_What the task requires_.
Reproduce the records that follow exactly as they appear.

[Source records Boundary: Start]

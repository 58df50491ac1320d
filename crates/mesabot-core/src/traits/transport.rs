// SPDX-FileCopyrightText: 2026 Mesabot Contributors
// SPDX-License-Identifier: MIT OR Apache-2.0

//! Chat transport trait for messaging platform integrations.

use async_trait::async_trait;

use crate::error::MesabotError;
use crate::traits::adapter::PluginAdapter;
use crate::types::{InboundMessage, Presence};

/// Adapter for the bidirectional chat transport the assistant lives on.
///
/// One conversation exists per sender id (phone-number-shaped). The
/// transport delivers inbound messages through `receive` and accepts
/// plain-text replies plus presence updates (the "typing..." indicator).
#[async_trait]
pub trait ChatTransport: PluginAdapter {
    /// Establishes the connection to the messaging platform.
    async fn connect(&self) -> Result<(), MesabotError>;

    /// Sends a plain-text message to a sender.
    ///
    /// Sending empty text is a caller bug; the router guards against it
    /// before reaching the transport.
    async fn send_text(&self, to: &str, text: &str) -> Result<(), MesabotError>;

    /// Updates the presence indicator shown to a sender.
    async fn simulate_presence(&self, to: &str, presence: Presence) -> Result<(), MesabotError>;

    /// Receives the next inbound message from the platform.
    async fn receive(&self) -> Result<InboundMessage, MesabotError>;
}
//! Self-balancing binary search tree that uses a color bit on every node to keep the tree
//! approximately balanced during insertions. The tree leans left: a red link always hangs off
//! the left side of its parent.

mod map;
mod node;
mod tree;

pub use self::map::{RedBlackMap, RedBlackMapIntoIter, RedBlackMapIter, Traverse};
pub use self::node::Color;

[Source records Boundary: End]

_Output of the exercise_.
repository 58df50491ac1320d
filename crates/mesabot-core/src/traits/transport.rs
// SPDX-FileCopyrightText: 2026 Mesabot Contributors
// SPDX-License-Identifier: MIT OR Apache-2.0

//! Chat transport trait for messaging platform integrations.

use async_trait::async_trait;

use crate::error::MesabotError;
use crate::traits::adapter::PluginAdapter;
use crate::types::{InboundMessage, Presence};

/// Adapter for the bidirectional chat transport the assistant lives on.
///
/// One conversation exists per sender id (phone-number-shaped). The
/// transport delivers inbound messages through `receive` and accepts
/// plain-text replies plus presence updates (the "typing..." indicator).
#[async_trait]
pub trait ChatTransport: PluginAdapter {
    /// Establishes the connection to the messaging platform.
    async fn connect(&self) -> Result<(), MesabotError>;

    /// Sends a plain-text message to a sender.
    ///
    /// Sending empty text is a caller bug; the router guards against it
    /// before reaching the transport.
    async fn send_text(&self, to: &str, text: &str) -> Result<(), MesabotError>;

    /// Updates the presence indicator shown to a sender.
    async fn simulate_presence(&self, to: &str, presence: Presence) -> Result<(), MesabotError>;

    /// Receives the next inbound message from the platform.
    async fn receive(&self) -> Result<InboundMessage, MesabotError>;
}
//! Self-balancing binary search tree that uses a color bit on every node to keep the tree
//! approximately balanced during insertions. The tree leans left: a red link always hangs off
//! the left side of its parent.

mod map;
mod node;
mod tree;

pub use self::map::{RedBlackMap, RedBlackMapIntoIter, RedBlackMapIter, Traverse};
pub use self::node::Color;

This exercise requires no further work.